【LeetCode】114. Distinct Subsequences
Distinct Subsequences
Given a string S and a string T, count the number of distinct subsequences of T in S.
A subsequence of a string is a new string which is formed from the original string by deleting some (can be none) of the characters without disturbing the relative positions of the remaining characters. (ie, "ACE"
is a subsequence of "ABCDE"
while "AEC"
is not).
Here is an example:
S = "rabbbit"
, T = "rabbit"
Return 3
.
DP,化归为二维地图的走法问题。
r a b b i t
1 0 0 0 0 0 0
r 1
a 1
b 1
b 1
b 1
i 1
t 1
设矩阵transArray,其中元素transArray[i][j]为S[0,...,i]到T[0,...,j]有多少种转换方式。
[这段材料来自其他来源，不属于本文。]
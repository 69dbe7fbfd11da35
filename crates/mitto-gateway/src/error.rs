use mitto_store::ErrorKind;

#[derive(Debug, thiserror::Error)]
pub enum GatewayError {
    #[error(transparent)]
    Manager(#[from] mitto_manager::ManagerError),
    #[error(transparent)]
    Runtime(#[from] mitto_runtime::RuntimeError),
    #[error(transparent)]
    Store(#[from] mitto_store::StoreError),
}

impl GatewayError {
    fn kind(&self) -> ErrorKind {
        match self {
            GatewayError::Manager(mitto_manager::ManagerError::UnknownWorkspace(_)) => {
                ErrorKind::InvalidArgument
            }
            GatewayError::Manager(mitto_manager::ManagerError::Store(e)) => e.kind(),
            GatewayError::Manager(mitto_manager::ManagerError::Runtime(e)) => e.kind(),
            GatewayError::Manager(mitto_manager::ManagerError::Acp(e)) => acp_kind(e),
            GatewayError::Runtime(e) => e.kind(),
            GatewayError::Store(e) => e.kind(),
        }
    }

    /// Short machine-readable code sent in an `error` message's `code` field.
    pub fn code(&self) -> &'static str {
        match self.kind() {
            ErrorKind::NotFound => "not_found",
            ErrorKind::AlreadyExists => "already_exists",
            ErrorKind::QueueFull => "queue_full",
            ErrorKind::QueueEmpty => "queue_empty",
            ErrorKind::InvalidArgument => "invalid_argument",
            ErrorKind::AgentUnavailable => "agent_unavailable",
            ErrorKind::AgentProtocol => "agent_protocol",
            ErrorKind::PermissionTimeout => "permission_timeout",
            ErrorKind::IoError => "io_error",
            ErrorKind::StoreCorrupt => "store_corrupt",
            ErrorKind::Cancelled => "cancelled",
            ErrorKind::Internal => "internal",
        }
    }
}

fn acp_kind(e: &mitto_runtime::AcpError) -> ErrorKind {
    match e {
        mitto_runtime::AcpError::Unavailable(_) => ErrorKind::AgentUnavailable,
        mitto_runtime::AcpError::Protocol(_) => ErrorKind::AgentProtocol,
        mitto_runtime::AcpError::Cancelled => ErrorKind::Cancelled,
    }
}
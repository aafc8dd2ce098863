//! Evaluation framework: labeled case dataset, service client, metrics, and reporting.

pub mod case;
pub mod client;
pub mod metrics;
pub mod report;

pub use case::{load_cases, EvalCase};
pub use client::{Recommendation, RecommendClient};
pub use metrics::{jaccard_similarity, score_case, summarize, EvalRow, EvalSummary, TOP_K};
问题就转为从左上角只能走对角(匹配)或者往下(删除字符),到右下角一共有多少种走法。
transArray[i][0]初始化为1的含义是:任何长度的S,如果转换为空串,那就只有删除全部字符这1种方式。
当S[i-1]==T[j-1],说明可以从transArray[i-1][j-1]走对角到达transArray[i][j](S[i-1]匹配T[j-1]),此外还可以从transArray[i-1][j]往下到达transArray[i][j](删除S[i-1])
当S[i-1]!=T[j-1],说明只能从transArray[i-1][j]往下到达transArray[i][j](删除S[i-1])
class Solution { public: int numDistinct(string S, string T) { int m = S.size(); int n = T.size(); vector<vector<int> > path(m+1, vector<int>(n+1, 0)); for(int i = 0; i < m+1; i ++) path[i][0] = 1; for(int i = 1; i < m+1; i ++) { for(int j = 1; j < n+1; j ++) { if(S[i-1] == T[j-1]) path[i][j] = path[i-1][j-1] + path[i-1][j]; else path[i][j] = path[i-1][j]; } } return path[m][n]; } };